::: Listed records

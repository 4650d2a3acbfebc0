//! Test utilities for Tangle development.
//!
//! Provides logging setup for tests, the canonical aliasing scenarios as
//! ready-made fixtures, and [`ShadowModel`], a deliberately naive second
//! implementation of the slice semantics used as an oracle by property
//! tests.

#![forbid(unsafe_code)]
#![allow(missing_docs)]
#![deny(rustdoc::broken_intra_doc_links)]

pub mod fixtures;
pub mod shadow;

pub use fixtures::{five_element_array, tracked_arena, ClobberScenario};
pub use shadow::{Op, ShadowModel, ShadowView};

/// Initialise `tracing` output for tests.
///
/// Honours `RUST_LOG`, defaulting to `debug`. Safe to call from every test;
/// only the first call installs a subscriber.
pub fn init_test_logging() {
    use tracing_subscriber::{fmt, EnvFilter};

    let _ = fmt()
        .with_env_filter(EnvFilter::try_from_default_env().unwrap_or_else(|_| EnvFilter::new("debug")))
        .with_test_writer()
        .try_init();
}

::::::

Your objective
The data must be output in full, exactly as given.

Task answer
repository 4650d2a3acbfebc0
//! Test utilities for Tangle development.
//!
//! Provides logging setup for tests, the canonical aliasing scenarios as
//! ready-made fixtures, and [`ShadowModel`], a deliberately naive second
//! implementation of the slice semantics used as an oracle by property
//! tests.

#![forbid(unsafe_code)]
#![allow(missing_docs)]
#![deny(rustdoc::broken_intra_doc_links)]

pub mod fixtures;
pub mod shadow;

pub use fixtures::{five_element_array, tracked_arena, ClobberScenario};
pub use shadow::{Op, ShadowModel, ShadowView};

/// Initialise `tracing` output for tests.
///
/// Honours `RUST_LOG`, defaulting to `debug`. Safe to call from every test;
/// only the first call installs a subscriber.
pub fn init_test_logging() {
    use tracing_subscriber::{fmt, EnvFilter};

    let _ = fmt()
        .with_env_filter(EnvFilter::try_from_default_env().unwrap_or_else(|_| EnvFilter::new("debug")))
        .with_test_writer()
        .try_init();
}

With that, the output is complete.